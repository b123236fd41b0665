// Copyright (c) 2025 Varshith Gudur. Licensed under AGPLv3.
//! Test-mode configuration.

use crate::sink::Result;
use std::ffi::OsStr;
use std::path::PathBuf;

/// Environment variable holding the channel path.
pub const TESTLOG_PIPE_ENV: &str = "TESTLOG_PIPE";

/// Command-line flag form used by the host: `-testlog=<path>`.
pub const TESTLOG_FLAG: &str = "-testlog=";

#[derive(Clone, Debug, Default, PartialEq, Eq)]
pub struct TestLogConfig {
    pub pipe_path: Option<PathBuf>,
}

impl TestLogConfig {
    pub fn from_env() -> Self {
        Self::from_env_value(std::env::var_os(TESTLOG_PIPE_ENV).as_deref())
    }

    fn from_env_value(value: Option<&OsStr>) -> Self {
        Self {
            pipe_path: value.filter(|v| !v.is_empty()).map(PathBuf::from),
        }
    }

    /// Parse a single `-testlog=<path>` argument. Anything else is `None`.
    pub fn parse_flag(arg: &str) -> Option<Self> {
        let path = arg.strip_prefix(TESTLOG_FLAG)?;
        if path.is_empty() {
            return None;
        }
        Some(Self {
            pipe_path: Some(PathBuf::from(path)),
        })
    }

    /// First `-testlog=` flag in `args`, else the environment.
    pub fn from_args<I, S>(args: I) -> Self
    where
        I: IntoIterator<Item = S>,
        S: AsRef<str>,
    {
        args.into_iter()
            .find_map(|a| Self::parse_flag(a.as_ref()))
            .unwrap_or_else(Self::from_env)
    }

    /// Configure the process-wide sink. A config with no path leaves the
    /// sink unconfigured.
    pub fn apply(&self) -> Result<()> {
        match &self.pipe_path {
            Some(path) => crate::init(path),
            None => Ok(()),
        }
    }
}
****************
## [Task directions]
Look for the word "Result" in the data, then return every line that contains it.

## [Exercise output]
use crate::sink::Result;
    pub fn apply(&self) -> Result<()> {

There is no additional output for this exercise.